* _Exercise directions_: Go line by line through the data below, counting each one that has "NULL", and give the final count only.
Start of Exercise materials
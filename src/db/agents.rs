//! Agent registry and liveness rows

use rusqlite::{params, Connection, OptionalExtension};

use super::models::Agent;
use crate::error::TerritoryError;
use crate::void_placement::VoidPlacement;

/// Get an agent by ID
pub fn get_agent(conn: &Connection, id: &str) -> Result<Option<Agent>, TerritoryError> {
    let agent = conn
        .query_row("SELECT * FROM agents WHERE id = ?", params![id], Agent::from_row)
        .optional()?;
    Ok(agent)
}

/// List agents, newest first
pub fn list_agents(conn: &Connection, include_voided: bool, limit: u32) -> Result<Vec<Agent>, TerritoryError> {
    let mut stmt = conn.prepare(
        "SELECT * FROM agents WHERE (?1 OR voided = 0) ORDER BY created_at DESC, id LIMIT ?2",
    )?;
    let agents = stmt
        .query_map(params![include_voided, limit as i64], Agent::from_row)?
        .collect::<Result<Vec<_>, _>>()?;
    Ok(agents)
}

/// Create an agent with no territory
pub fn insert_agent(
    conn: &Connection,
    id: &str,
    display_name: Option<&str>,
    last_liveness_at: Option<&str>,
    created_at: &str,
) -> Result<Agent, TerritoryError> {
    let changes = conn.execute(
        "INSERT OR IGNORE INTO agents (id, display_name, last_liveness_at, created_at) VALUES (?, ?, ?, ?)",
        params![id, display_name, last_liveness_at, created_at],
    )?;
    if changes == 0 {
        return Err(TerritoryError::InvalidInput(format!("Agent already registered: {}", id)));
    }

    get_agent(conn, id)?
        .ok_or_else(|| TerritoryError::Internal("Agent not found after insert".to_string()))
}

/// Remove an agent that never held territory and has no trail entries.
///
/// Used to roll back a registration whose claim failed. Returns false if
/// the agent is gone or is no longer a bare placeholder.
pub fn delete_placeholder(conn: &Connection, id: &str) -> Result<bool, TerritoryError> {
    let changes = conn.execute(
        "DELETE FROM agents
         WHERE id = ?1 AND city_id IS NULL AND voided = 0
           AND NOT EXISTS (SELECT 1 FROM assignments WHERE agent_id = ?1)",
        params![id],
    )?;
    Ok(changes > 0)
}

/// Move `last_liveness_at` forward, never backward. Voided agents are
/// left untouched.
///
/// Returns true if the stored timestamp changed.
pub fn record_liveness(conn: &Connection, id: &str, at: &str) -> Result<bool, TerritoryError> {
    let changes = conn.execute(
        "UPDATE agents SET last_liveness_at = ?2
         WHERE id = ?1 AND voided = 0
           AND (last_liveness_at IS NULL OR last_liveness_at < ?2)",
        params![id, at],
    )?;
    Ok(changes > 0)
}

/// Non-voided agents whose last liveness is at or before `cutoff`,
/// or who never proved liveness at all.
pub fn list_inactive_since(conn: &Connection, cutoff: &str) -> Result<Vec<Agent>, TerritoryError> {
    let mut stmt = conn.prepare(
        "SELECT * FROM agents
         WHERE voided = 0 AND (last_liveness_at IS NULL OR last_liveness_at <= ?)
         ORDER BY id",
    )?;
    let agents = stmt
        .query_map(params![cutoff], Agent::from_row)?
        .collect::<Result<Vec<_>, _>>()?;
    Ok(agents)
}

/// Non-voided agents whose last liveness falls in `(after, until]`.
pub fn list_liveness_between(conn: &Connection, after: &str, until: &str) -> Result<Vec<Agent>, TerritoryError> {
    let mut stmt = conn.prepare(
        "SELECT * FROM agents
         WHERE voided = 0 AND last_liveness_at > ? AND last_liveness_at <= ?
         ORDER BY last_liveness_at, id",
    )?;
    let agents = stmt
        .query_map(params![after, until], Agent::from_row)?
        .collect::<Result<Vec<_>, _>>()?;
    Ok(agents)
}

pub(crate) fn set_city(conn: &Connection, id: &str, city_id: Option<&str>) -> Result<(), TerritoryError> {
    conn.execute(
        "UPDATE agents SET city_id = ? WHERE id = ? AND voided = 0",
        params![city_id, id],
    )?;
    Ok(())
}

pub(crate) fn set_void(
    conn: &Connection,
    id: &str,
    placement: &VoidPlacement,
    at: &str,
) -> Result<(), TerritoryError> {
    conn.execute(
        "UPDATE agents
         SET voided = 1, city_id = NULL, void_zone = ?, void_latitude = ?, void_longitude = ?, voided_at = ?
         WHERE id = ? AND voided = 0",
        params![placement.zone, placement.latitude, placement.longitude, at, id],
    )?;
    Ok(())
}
End of Exercise materials
* _Answer for the task_: 4